20 thoughts on “Austin Must Go”

  1. C’mon, give the man a break.

    He has prostate cancer, for gosh sake, which could happen to any of us men around Rand’s fine Web site. He went in for a “routine” surgery for this condition and ended laid up with a serious post-surgical infection. How that happened is probably a discussion for another thread, but if there was any incompetence, he was on the receiving end.

    As to the talk about “going AWOL”, he is currently a civilian, the next-to-highest-ranking civilian in the military chain of command, but he is a civilian. As to his not “reporting to his supervision” that he was “out sick”, who is he supposed to report this to who is capable of remembering anything?
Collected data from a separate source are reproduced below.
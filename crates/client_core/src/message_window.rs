//! Scrollable history for one conversation, merged with live pushes.
//!
//! Pages are kept newest first and every message inside a page is newest
//! first, so iterating the pages in order walks the history backwards.
//! Scrolling back only ever fetches older pages; newer pages are fetched only
//! after [`MessageWindow::jump_to`] has moved the window away from the live
//! edge.

use std::{collections::HashSet, sync::Arc};

use anyhow::{Context, Result};
use shared::{
    domain::{ConversationId, MessageId},
    protocol::{Message, ReactionAction, ReactionEntry, TopicPayload},
};
use tracing::debug;

use crate::{
    api::{ChatApi, MessageCursor},
    event_bus::BusEvent,
};

pub const DEFAULT_PAGE_SIZE: u32 = 30;

#[derive(Debug, Clone, Default, PartialEq, Eq)]
pub struct MessagePage {
    pub messages: Vec<Message>,
    /// Lowest id on the page; the cursor for the next older fetch.
    pub before_id: Option<MessageId>,
    /// Highest id on the page; the cursor for the next newer fetch.
    pub after_id: Option<MessageId>,
}

impl MessagePage {
    fn new(mut messages: Vec<Message>) -> Self {
        messages.sort_by(|a, b| b.id.cmp(&a.id));
        let mut page = Self {
            messages,
            ..Self::default()
        };
        page.refresh_cursors();
        page
    }

    fn refresh_cursors(&mut self) {
        self.after_id = self.messages.first().map(|message| message.id);
        self.before_id = self.messages.last().map(|message| message.id);
    }
}

pub struct MessageWindow {
    conversation_id: ConversationId,
    fetcher: Arc<dyn ChatApi>,
    page_size: u32,
    pages: Vec<MessagePage>,
    loaded: HashSet<MessageId>,
    has_more_older: bool,
    has_more_newer: bool,
    jumping: bool,
}

impl MessageWindow {
    pub fn new(conversation_id: ConversationId, fetcher: Arc<dyn ChatApi>, page_size: u32) -> Self {
        Self {
            conversation_id,
            fetcher,
            page_size: page_size.max(1),
            pages: Vec::new(),
            loaded: HashSet::new(),
            has_more_older: true,
            has_more_newer: false,
            jumping: false,
        }
    }

    pub fn conversation_id(&self) -> ConversationId {
        self.conversation_id
    }

    pub fn pages(&self) -> &[MessagePage] {
        &self.pages
    }

    /// Every loaded message, newest first.
    pub fn messages(&self) -> impl Iterator<Item = &Message> {
        self.pages.iter().flat_map(|page| page.messages.iter())
    }

    pub fn len(&self) -> usize {
        self.loaded.len()
    }

    pub fn is_empty(&self) -> bool {
        self.loaded.is_empty()
    }

    pub fn contains(&self, id: MessageId) -> bool {
        self.loaded.contains(&id)
    }

    pub fn has_more_older(&self) -> bool {
        self.has_more_older
    }

    pub fn has_more_newer(&self) -> bool {
        self.has_more_newer
    }

    pub fn is_jumping(&self) -> bool {
        self.jumping
    }

    fn reset(&mut self) {
        self.pages.clear();
        self.loaded.clear();
        self.has_more_older = true;
        self.has_more_newer = false;
        self.jumping = false;
    }

    async fn fetch(&self, cursor: MessageCursor) -> Result<Vec<Message>> {
        debug!(
            conversation_id = self.conversation_id.0,
            ?cursor,
            limit = self.page_size,
            "window: fetching page"
        );
        self.fetcher
            .fetch_messages(self.conversation_id, cursor, self.page_size)
            .await
            .with_context(|| {
                format!(
                    "failed to load messages for conversation {}",
                    self.conversation_id.0
                )
            })
    }

    /// Page of fetched messages that are not already loaded, plus whether the
    /// server returned a full page.
    fn admit(&mut self, fetched: Vec<Message>) -> (MessagePage, bool) {
        let full = fetched.len() >= self.page_size as usize;
        let fresh: Vec<Message> = fetched
            .into_iter()
            .filter(|message| self.loaded.insert(message.id))
            .collect();
        (MessagePage::new(fresh), full)
    }

    pub async fn load_latest(&mut self) -> Result<()> {
        let fetched = self.fetch(MessageCursor::Latest).await?;
        self.reset();
        let (page, full) = self.admit(fetched);
        self.has_more_older = full;
        if !page.messages.is_empty() {
            self.pages.push(page);
        }
        Ok(())
    }

    /// Loads the page before the oldest loaded message. Returns `false`,
    /// without fetching, once the start of the conversation was reached.
    pub async fn fetch_older(&mut self) -> Result<bool> {
        if !self.has_more_older {
            return Ok(false);
        }
        let Some(oldest) = self.loaded.iter().min().copied() else {
            self.load_latest().await?;
            return Ok(true);
        };

        let fetched = self.fetch(MessageCursor::Before(oldest)).await?;
        let (page, full) = self.admit(fetched);
        self.has_more_older = full;
        if !full {
            debug!(
                conversation_id = self.conversation_id.0,
                "window: reached oldest message"
            );
        }
        if !page.messages.is_empty() {
            self.pages.push(page);
        }
        Ok(true)
    }

    /// Replaces the window with the page ending at `target` and enables
    /// forward fetching until the live edge is reached again.
    pub async fn jump_to(&mut self, target: MessageId) -> Result<()> {
        let fetched = self
            .fetch(MessageCursor::Before(MessageId(target.0.saturating_add(1))))
            .await?;
        self.reset();
        self.jumping = true;
        self.has_more_newer = true;
        let (page, full) = self.admit(fetched);
        self.has_more_older = full;
        if !page.messages.is_empty() {
            self.pages.push(page);
        }
        Ok(())
    }

    /// Loads the page after the newest loaded message. Only active after a
    /// jump; a short page means the live edge was reached and ends the jump.
    pub async fn fetch_newer(&mut self) -> Result<bool> {
        if !self.jumping || !self.has_more_newer {
            return Ok(false);
        }
        let Some(newest) = self.loaded.iter().max().copied() else {
            self.load_latest().await?;
            return Ok(true);
        };

        let fetched = self.fetch(MessageCursor::After(newest)).await?;
        let (page, full) = self.admit(fetched);
        if !full {
            debug!(
                conversation_id = self.conversation_id.0,
                "window: back at live edge"
            );
            self.has_more_newer = false;
            self.jumping = false;
        }
        if !page.messages.is_empty() {
            self.pages.insert(0, page);
        }
        Ok(true)
    }

    /// Folds a bus event into the window. Returns whether anything changed.
    pub fn apply_event(&mut self, event: &BusEvent) -> bool {
        let payload = match event {
            BusEvent::OutboxMessageDelivered { message, .. } => return self.insert_live(message),
            BusEvent::Topic(payload) => payload,
            _ => return false,
        };
        if payload.conversation_id() != Some(self.conversation_id) {
            return false;
        }
        match payload {
            TopicPayload::NewMessage(message) => self.insert_live(message),
            TopicPayload::MessageUnsent(unsent) => match self.find_mut(unsent.message_id) {
                Some(message) if !message.is_unsent => {
                    message.is_unsent = true;
                    true
                }
                _ => false,
            },
            TopicPayload::MessageReaction(reaction) => {
                let Some(message) = self.find_mut(reaction.message_id) else {
                    return false;
                };
                let entry = ReactionEntry {
                    user_id: reaction.user_id,
                    reaction: reaction.reaction.clone(),
                };
                match reaction.action {
                    ReactionAction::Added if !message.reactions.contains(&entry) => {
                        message.reactions.push(entry);
                        true
                    }
                    ReactionAction::Added => false,
                    ReactionAction::Removed => {
                        let before = message.reactions.len();
                        message.reactions.retain(|existing| *existing != entry);
                        message.reactions.len() != before
                    }
                }
            }
            _ => false,
        }
    }

    fn insert_live(&mut self, message: &Message) -> bool {
        if message.conversation_id != self.conversation_id {
            return false;
        }
        // Mid-jump the newest page is not the live edge; forward fetching will pick it up.
        if self.jumping || self.loaded.contains(&message.id) {
            return false;
        }
        self.loaded.insert(message.id);
        if self.pages.is_empty() {
            self.pages.push(MessagePage::default());
        }
        // Pushes can arrive out of order; keep the page sorted newest first.
        let newest = &mut self.pages[0];
        let index = newest
            .messages
            .iter()
            .position(|existing| existing.id < message.id)
            .unwrap_or(newest.messages.len());
        newest.messages.insert(index, message.clone());
        newest.refresh_cursors();
        debug!(
            conversation_id = self.conversation_id.0,
            message_id = message.id.0,
            "window: merged live message"
        );
        true
    }

    fn find_mut(&mut self, id: MessageId) -> Option<&mut Message> {
        if !self.loaded.contains(&id) {
            return None;
        }
        self.pages
            .iter_mut()
            .flat_map(|page| page.messages.iter_mut())
            .find(|message| message.id == id)
    }
}

#[cfg(test)]
#[path = "tests/message_window_tests.rs"]
mod tests;
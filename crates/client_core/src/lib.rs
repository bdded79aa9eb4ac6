//! Realtime sync core for the chat client: socket transport, framing,
//! heartbeat, push routing, offline outbox and paginated history.

pub mod api;
pub mod auth;
pub mod config;
pub mod connection;
pub mod destinations;
pub mod error;
pub mod event_bus;
pub mod frame;
pub mod heartbeat;
pub mod message_window;
pub mod outbox;
pub mod router;

pub use api::{ChatApi, HttpChatApi, MessageCursor, MissingChatApi};
pub use auth::{AuthError, Credentials};
pub use config::Settings;
pub use connection::{
    ConnectionConfig, ConnectionHandle, ConnectionSnapshot, ConnectionStatus, ReconnectPolicy,
};
pub use error::ConnectionError;
pub use event_bus::{BusEvent, EventBus, ObserverId};
pub use message_window::{MessagePage, MessageWindow};
pub use outbox::{OfflineOutbox, SendOutcome, SyncReport};
pub use router::{Topic, TopicRouter};
use thiserror::Error;

use crate::{auth::AuthError, frame::FrameError};

#[derive(Debug, Error)]
pub enum ConnectionError {
    /// The token was expired or unreadable; no socket was opened.
    #[error("invalid access token: {0}")]
    InvalidToken(#[from] AuthError),
    #[error("not connected")]
    NotConnected,
    #[error("invalid frame: {0}")]
    Frame(#[from] FrameError),
    #[error("failed to serialize payload: {0}")]
    Serialize(#[from] serde_json::Error),
    #[error("transport error: {0}")]
    Transport(String),
    #[error("connection task has shut down")]
    ActorGone,
}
    Seriously, people, he must have been in contact with his staff. Or if his staff hadn’t heard from him in a day, they must have been emailing his emergency contacts. Let’s just say I know this, and it was in the middle of summer when I wasn’t teaching, but people will want to know if you will be reporting for your fall classes.

    If there is any incompetence, it is in the West Wing and their stoopid ideas of “managing the news.”

    1. World is on fire, brink of WWIII, US economy teetering, social unrest, Marxism ascending in the Democrat party, Americans held hostage, Americans murdered, Americans under attack every day, and the Secretary of Defense was not at his post.

      It might not matter that much in a practical sense because there is no chain of command, at least one that runs to Biden making decisions, but that shows how bad off we are.

      1. “He has prostate cancer, for gosh sake, which could happen to any of us men around Rand’s fine Web site. “

        1. Nobody is castigating Austin for being ill. We hope he recovers soon and completely.

          But SecDef is no flunky position. There’s war going on throughout the world. The handling of the fact that he went into the hospital and, as I understand it, had complications was faulty and isn’t trivial.

      2. Besides, if we’re going to make excuses for Austin, I wager he had zero trust in someone at the White House. This reminds me of the Hillary Clinton email server. It’s been speculated that one of the reasons she didn’t going with the normal email channels was because she didn’t trust the Obama administration to not use that information against her.

  2. The SECDEF is a named individual in the release procedures for nuclear weapons (the President and one other specified person have to release them)….not exactly a civilian and being out of touch, with his deputy and his deputy equally gone is simply unacceptable.

    I wish Austin a speedy and complete recovery from his surgery, but someone seriously screwed up here – and those people need to go.

    1. If Congress is serious about investigating then they will be auditing his communication node. Subpoena the logs. Every private, airman, and seaman learn week 1 in boot that every log is a legal record. If there was a break in continuity of comms that would have prevented or delayed the flow on information between the top of the military chain and the CinC, then SECDEF failed. I don’t care about his disease state and I am a male of similar age.

  3. He’s also in the line of Presidential succession. Right now, it’s Harris, Johnson, Patty Murray (!!!), Blinken (!), Yellin (!!), Austin (!), then Garland (ugh).

  4. No one asked why he was there because they didn’t want to ask who could be the first female Secretary of Defense why she wasn’t feeling well. Now that questions have been established as safe to ask, people will ask them as long as the answers wont hurt O’Biden

  5. With Milley retired, who took the onus to inform the Chinese Defense minister not to worry about the SECDEF being off line?